Material supplied: Begin

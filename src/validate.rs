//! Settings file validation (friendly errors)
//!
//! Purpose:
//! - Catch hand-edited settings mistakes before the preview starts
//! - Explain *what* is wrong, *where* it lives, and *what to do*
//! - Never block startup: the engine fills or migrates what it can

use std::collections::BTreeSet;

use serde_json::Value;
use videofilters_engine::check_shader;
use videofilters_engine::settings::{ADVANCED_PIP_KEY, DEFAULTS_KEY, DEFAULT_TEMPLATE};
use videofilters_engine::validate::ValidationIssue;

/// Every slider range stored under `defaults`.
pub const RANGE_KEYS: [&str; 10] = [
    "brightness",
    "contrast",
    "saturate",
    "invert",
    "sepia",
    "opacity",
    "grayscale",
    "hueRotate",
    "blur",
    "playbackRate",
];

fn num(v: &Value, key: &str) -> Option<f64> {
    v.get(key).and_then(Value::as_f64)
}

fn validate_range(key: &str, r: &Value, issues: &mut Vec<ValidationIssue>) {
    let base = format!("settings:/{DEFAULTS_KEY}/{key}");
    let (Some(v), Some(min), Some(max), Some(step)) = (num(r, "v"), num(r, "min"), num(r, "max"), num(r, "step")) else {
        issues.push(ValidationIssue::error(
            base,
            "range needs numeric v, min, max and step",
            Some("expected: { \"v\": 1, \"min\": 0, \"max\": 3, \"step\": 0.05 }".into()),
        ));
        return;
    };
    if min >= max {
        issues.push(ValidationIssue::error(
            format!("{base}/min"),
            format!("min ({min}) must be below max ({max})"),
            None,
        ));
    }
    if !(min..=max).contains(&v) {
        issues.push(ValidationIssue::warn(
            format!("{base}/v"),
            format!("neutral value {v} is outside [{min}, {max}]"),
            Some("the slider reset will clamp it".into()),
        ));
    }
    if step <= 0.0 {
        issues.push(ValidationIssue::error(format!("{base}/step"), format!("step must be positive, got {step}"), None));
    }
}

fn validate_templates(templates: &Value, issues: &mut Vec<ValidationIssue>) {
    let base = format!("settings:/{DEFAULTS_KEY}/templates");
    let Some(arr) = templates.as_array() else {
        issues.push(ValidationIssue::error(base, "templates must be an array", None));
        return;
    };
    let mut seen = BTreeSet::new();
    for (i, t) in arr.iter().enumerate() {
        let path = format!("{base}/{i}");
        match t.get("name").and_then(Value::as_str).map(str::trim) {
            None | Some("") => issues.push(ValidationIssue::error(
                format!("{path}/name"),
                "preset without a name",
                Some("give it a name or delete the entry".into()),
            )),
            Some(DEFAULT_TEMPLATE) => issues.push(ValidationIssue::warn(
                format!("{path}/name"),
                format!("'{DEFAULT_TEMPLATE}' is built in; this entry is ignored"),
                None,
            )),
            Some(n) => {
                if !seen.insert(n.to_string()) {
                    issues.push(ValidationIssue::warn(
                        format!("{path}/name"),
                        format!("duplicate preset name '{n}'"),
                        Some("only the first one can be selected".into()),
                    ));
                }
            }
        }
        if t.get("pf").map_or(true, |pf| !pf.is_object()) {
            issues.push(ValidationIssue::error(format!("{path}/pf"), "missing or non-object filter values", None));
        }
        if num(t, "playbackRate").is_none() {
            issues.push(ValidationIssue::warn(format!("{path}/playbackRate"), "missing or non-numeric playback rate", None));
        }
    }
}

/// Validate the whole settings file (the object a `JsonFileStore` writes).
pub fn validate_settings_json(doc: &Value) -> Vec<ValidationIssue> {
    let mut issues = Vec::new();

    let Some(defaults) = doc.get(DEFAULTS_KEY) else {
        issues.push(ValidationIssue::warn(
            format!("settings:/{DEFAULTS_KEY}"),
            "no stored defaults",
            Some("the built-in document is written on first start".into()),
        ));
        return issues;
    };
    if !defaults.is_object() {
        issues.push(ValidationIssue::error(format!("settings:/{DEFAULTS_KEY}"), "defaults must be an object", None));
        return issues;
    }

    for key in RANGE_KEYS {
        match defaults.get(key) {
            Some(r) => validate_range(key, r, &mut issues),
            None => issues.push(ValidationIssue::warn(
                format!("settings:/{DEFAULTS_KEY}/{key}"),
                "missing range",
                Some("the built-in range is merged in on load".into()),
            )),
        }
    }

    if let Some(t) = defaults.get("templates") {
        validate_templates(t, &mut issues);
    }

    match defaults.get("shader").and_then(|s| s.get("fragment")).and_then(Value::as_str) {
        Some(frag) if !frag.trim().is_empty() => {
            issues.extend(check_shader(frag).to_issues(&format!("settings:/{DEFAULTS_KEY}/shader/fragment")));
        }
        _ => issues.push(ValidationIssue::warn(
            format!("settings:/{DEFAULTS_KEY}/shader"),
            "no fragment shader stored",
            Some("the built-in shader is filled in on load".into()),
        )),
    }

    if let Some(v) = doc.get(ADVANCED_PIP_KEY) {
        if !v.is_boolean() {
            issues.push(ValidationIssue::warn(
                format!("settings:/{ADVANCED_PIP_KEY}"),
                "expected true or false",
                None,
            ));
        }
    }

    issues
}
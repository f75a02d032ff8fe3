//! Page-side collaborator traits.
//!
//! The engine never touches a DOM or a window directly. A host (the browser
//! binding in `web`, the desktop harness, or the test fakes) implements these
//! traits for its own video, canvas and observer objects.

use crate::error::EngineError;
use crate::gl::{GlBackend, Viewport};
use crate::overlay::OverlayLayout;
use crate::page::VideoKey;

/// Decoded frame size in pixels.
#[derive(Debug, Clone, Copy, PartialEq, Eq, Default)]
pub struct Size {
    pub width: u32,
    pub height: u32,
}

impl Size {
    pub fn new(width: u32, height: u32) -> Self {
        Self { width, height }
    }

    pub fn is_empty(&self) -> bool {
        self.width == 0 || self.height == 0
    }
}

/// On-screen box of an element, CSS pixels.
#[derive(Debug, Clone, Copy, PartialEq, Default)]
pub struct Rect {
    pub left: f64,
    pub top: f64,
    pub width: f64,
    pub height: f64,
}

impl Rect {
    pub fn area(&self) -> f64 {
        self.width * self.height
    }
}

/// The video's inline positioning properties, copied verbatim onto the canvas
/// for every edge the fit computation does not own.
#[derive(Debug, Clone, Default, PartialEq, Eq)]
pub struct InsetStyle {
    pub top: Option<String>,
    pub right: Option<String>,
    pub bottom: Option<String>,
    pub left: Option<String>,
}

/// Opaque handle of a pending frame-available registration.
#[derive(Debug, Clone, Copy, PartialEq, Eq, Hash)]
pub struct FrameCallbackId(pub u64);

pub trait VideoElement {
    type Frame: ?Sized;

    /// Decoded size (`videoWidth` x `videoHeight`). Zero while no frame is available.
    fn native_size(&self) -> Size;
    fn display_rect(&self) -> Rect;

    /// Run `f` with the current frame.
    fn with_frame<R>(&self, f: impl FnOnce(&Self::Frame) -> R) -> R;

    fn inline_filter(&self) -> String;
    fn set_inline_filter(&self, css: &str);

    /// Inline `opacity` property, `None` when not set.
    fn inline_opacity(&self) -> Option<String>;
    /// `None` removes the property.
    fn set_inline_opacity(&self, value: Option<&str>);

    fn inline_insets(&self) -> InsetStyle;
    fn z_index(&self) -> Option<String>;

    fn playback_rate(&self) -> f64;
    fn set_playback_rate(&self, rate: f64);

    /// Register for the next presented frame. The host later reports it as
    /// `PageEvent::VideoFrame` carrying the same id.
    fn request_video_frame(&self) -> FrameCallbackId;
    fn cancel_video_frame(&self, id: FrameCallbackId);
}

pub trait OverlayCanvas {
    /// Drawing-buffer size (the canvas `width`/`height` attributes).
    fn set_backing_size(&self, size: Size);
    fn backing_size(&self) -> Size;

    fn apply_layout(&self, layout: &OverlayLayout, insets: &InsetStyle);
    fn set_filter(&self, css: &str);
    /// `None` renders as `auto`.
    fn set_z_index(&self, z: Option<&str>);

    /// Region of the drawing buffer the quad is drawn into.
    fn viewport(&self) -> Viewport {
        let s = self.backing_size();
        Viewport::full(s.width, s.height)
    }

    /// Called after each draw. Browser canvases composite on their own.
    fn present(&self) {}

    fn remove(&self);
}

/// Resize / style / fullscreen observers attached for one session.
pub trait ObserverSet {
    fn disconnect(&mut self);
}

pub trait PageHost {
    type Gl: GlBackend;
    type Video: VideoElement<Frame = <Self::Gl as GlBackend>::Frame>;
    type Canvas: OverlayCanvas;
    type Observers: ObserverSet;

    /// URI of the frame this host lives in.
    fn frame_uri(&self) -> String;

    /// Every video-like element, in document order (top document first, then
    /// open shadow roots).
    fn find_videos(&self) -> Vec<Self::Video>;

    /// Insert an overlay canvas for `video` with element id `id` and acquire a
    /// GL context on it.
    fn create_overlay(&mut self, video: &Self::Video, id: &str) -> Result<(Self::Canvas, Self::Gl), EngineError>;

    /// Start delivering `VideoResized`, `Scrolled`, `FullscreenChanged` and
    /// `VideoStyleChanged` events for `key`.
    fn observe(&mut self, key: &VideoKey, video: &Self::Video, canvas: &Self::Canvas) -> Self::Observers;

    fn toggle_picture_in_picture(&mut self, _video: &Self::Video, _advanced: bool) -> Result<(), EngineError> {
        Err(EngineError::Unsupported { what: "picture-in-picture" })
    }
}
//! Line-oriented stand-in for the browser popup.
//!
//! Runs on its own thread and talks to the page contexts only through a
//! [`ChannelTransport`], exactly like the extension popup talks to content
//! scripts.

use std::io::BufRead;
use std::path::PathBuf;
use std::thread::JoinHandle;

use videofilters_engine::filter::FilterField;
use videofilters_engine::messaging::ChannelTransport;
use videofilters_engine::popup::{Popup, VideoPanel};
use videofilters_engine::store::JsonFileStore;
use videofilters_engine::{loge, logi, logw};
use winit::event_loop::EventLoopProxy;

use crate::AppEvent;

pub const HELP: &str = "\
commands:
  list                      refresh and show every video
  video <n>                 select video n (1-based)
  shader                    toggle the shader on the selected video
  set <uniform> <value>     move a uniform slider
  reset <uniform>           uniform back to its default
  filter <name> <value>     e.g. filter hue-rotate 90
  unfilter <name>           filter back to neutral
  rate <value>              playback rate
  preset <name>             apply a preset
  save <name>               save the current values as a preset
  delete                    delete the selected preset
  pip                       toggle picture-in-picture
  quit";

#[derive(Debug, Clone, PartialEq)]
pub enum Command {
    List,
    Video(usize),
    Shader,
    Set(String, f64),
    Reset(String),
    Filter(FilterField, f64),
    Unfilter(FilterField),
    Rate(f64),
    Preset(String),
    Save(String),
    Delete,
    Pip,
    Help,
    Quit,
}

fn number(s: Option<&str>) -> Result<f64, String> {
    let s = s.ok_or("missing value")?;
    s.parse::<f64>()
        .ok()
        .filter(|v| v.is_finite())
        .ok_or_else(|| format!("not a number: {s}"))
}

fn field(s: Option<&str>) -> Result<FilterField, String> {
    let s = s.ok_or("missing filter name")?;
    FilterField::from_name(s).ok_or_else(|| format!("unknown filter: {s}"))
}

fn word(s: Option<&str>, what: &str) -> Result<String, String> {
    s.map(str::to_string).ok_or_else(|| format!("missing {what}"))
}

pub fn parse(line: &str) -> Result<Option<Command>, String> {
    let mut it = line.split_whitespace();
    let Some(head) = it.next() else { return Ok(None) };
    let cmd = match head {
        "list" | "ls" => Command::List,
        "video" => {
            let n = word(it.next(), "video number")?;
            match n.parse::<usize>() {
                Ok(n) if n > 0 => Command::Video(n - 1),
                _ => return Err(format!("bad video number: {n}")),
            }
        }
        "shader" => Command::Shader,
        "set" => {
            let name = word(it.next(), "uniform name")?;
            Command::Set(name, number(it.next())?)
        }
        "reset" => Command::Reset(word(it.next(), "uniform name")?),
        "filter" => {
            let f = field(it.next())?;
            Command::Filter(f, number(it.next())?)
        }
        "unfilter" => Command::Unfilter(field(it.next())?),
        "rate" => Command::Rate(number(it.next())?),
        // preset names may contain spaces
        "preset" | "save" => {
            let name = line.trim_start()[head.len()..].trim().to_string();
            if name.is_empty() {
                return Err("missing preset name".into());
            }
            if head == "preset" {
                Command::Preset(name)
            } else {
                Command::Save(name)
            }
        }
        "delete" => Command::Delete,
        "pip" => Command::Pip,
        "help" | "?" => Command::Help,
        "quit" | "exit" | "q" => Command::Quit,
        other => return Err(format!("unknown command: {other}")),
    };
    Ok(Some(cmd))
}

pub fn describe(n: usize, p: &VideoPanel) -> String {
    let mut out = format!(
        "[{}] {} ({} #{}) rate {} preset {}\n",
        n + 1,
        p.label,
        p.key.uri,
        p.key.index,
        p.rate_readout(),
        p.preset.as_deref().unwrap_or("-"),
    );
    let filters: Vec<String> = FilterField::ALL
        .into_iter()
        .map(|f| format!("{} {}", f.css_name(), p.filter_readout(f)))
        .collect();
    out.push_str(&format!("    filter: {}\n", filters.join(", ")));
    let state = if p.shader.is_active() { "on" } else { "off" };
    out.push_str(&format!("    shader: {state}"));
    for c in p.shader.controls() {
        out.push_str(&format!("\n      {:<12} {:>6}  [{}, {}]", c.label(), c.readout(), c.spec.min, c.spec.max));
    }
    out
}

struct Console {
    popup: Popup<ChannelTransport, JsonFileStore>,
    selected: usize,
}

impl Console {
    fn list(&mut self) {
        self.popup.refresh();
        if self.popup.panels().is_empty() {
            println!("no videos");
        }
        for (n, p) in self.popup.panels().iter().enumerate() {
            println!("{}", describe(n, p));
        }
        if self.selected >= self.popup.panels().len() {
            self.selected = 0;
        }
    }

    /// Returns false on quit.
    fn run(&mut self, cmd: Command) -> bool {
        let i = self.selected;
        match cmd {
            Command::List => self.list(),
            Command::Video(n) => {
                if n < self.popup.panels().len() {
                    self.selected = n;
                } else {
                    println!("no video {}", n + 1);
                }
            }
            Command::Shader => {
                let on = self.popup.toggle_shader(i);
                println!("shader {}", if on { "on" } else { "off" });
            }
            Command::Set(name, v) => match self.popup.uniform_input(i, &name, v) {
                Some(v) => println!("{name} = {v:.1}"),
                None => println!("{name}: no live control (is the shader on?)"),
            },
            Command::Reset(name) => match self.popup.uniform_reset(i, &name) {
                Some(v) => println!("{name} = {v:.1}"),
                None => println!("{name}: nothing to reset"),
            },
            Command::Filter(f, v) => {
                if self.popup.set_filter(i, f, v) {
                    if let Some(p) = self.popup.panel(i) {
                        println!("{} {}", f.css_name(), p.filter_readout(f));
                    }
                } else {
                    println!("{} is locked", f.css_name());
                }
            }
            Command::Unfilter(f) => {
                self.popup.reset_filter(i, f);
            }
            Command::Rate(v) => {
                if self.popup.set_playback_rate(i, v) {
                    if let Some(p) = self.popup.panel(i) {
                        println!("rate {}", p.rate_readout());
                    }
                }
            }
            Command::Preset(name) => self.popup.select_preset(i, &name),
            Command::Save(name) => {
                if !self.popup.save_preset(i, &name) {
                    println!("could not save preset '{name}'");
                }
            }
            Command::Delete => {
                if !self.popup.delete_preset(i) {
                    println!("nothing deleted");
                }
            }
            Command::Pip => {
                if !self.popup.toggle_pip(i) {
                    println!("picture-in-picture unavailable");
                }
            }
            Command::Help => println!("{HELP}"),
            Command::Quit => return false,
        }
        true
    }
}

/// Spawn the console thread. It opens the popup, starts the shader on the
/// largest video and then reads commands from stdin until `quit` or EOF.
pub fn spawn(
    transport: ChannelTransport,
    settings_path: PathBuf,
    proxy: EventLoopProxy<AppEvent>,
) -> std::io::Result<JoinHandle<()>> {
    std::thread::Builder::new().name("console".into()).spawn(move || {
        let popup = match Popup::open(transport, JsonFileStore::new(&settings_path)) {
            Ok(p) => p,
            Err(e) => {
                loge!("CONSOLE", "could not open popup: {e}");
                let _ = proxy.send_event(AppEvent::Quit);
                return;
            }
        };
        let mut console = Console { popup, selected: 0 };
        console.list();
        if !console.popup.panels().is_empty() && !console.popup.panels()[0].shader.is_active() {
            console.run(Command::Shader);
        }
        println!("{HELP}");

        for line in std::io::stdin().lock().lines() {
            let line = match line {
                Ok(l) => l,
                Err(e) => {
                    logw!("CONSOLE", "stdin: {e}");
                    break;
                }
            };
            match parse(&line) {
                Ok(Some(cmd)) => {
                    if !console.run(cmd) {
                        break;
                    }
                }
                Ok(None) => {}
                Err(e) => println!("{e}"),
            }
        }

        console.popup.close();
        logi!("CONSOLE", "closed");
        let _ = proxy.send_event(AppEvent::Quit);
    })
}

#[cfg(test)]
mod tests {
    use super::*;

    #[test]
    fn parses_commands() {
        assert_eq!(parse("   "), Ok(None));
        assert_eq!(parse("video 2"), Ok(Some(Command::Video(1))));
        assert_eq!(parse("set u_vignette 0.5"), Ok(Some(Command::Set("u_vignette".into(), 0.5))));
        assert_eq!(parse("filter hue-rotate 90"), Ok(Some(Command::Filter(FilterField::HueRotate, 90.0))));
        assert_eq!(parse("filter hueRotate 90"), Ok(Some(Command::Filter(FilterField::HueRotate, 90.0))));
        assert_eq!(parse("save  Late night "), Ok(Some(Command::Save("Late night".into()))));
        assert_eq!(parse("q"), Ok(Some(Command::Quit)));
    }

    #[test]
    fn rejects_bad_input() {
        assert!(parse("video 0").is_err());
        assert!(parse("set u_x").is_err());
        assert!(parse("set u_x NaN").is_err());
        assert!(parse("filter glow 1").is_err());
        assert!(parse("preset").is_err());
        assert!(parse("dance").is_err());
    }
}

Material supplied: End

- _The task_:
Among the entries above, how many lines contain the string "playbackRate"? Only the number should be given.

- _Result_:
3